Foi distinguido, em 1995, pelo Presidente da República, Mário Soares, com o grau de Comendador da Ordem do Mérito Empresarial e, em 2006, Jorge Sampaio atribuiu-lhe o Grau de Comendador da Ordem do Infante D. Henrique. Em 2008 recebeu uma outra homenagem e que Rui Nabeiro homenageou-o com uma estátua em bronze, da autoria de Laureano Ribatua.

Com tantas distinções, homenagens e elogios, Rui Nabeiro reage com “Uma pessoa não pode desviar-se de uma conduta equilibrada.” e acredita também que “Homens que fizeram coisas muito grandes, muito grandes, tiveram uma atitude de vida diferente - um inconformismo. A forma como se vai ajuntando e amealhando amigos, por acreditarem em nós, nos recomendam, é fundamental.”

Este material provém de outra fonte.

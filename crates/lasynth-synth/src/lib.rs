//! lasynth Synth - LA synthesis engine
//!
//! Emulation of a linear-arithmetic synthesizer chip and the sound module
//! around it: partials built from a wave generator and three time-variant
//! envelopes (TVP, TVF, TVA), a fixed partial pool with voice stealing,
//! nine MIDI parts, the reverb unit and the DAC stage.
//!
//! # Core Components
//!
//! ## Resources
//!
//! - [`ControlRom`] / [`PcmRom`] - In-memory ROM images (loading files is the
//!   host's job)
//! - [`ControlTables`] - Validated, immutable tables shared by every session
//! - [`Timbre`], [`Patch`], [`RhythmKey`] - Parsed sound definitions
//!
//! ## Voices
//!
//! - [`Partial`] - One wave generator with its envelopes
//! - [`PartialManager`] - The fixed pool and its reclamation order
//! - [`Part`] - Per-channel state and note handling
//!
//! ## Session
//!
//! - [`Synth`] - Owns all mutable state and renders audio
//! - [`SynthConfig`] - Settings fixed at open
//! - [`MidiSender`] / [`TimedMidi`] - Cross-thread event queue
//!
//! ```rust
//! use lasynth_synth::{ControlTables, MidiMessage, Synth, SynthConfig};
//!
//! let tables = ControlTables::factory().unwrap();
//! let (mut synth, _midi) = Synth::open(tables, SynthConfig::default().with_sample_rate(48000)).unwrap();
//!
//! synth.play_msg_now(MidiMessage::ProgramChange { channel: 0, program: 3 });
//! synth.play_msg_now(MidiMessage::NoteOn { channel: 0, key: 64, velocity: 90 });
//!
//! let mut buffer = vec![0.0f32; 2 * 1024];
//! synth.render_f32(&mut buffer);
//! assert!(buffer.iter().all(|s| (-1.0..1.0).contains(s)));
//! ```
//!
//! # Features
//!
//! - `tracing` - Log session lifecycle, voice stealing and dropped messages
//! - `serde` - Serialize configuration and sound definitions

pub mod bank;
pub mod config;
pub mod error;
pub mod midi;
pub mod part;
pub mod partial;
pub mod partial_manager;
pub mod patch;
pub mod poly;
pub mod ramp;
pub mod resample;
pub mod rom;
pub mod structure;
pub mod synth;
pub mod tables;
pub mod timbre;
pub mod tva;
pub mod tvf;
pub mod tvp;
pub mod wave;

pub use bank::{SoundBank, TimbreSlot};
pub use config::{
    DEFAULT_PARTIAL_COUNT, MAX_PARTIAL_COUNT, NATIVE_SAMPLE_RATE, PcmInterpolation, ReverbConfig,
    SynthConfig,
};
pub use error::{InitError, Result, SendError};
pub use midi::{ChannelMap, MidiMessage, MidiSender, PART_COUNT, RHYTHM_PART, TimedMidi};
pub use part::{NoteOutcome, Part, PartControls, PartState};
pub use partial::{Partial, PartialOwner, PartialState};
pub use partial_manager::PartialManager;
pub use patch::{Patch, RhythmKey, TimbreGroup};
pub use poly::{Poly, PolyState};
pub use rom::{ControlRom, PcmRom, PcmWaveDescriptor};
pub use structure::{PairMix, Structure};
pub use synth::{PartialInfo, Synth};
pub use tables::{ControlTables, MathTables};
pub use timbre::{PartialParam, Timbre};

// Reverb types appear in the configuration.
pub use lasynth_reverb::ReverbMode;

Em nome do Tribuna Alentejo, os nossos sentimentos a toda a família. Guardaremos, também nós, o seu exemplo e a memória do seu abraço, da sua simpatia, da sua humildade e perseverança.

Um obrigado do tamanho do Alentejo, Senhor Rui. Até sempre!

 

Luís Carapinha, diretor

1 Entrevista à revista das Seleções do “Readers Digest”, em 2002.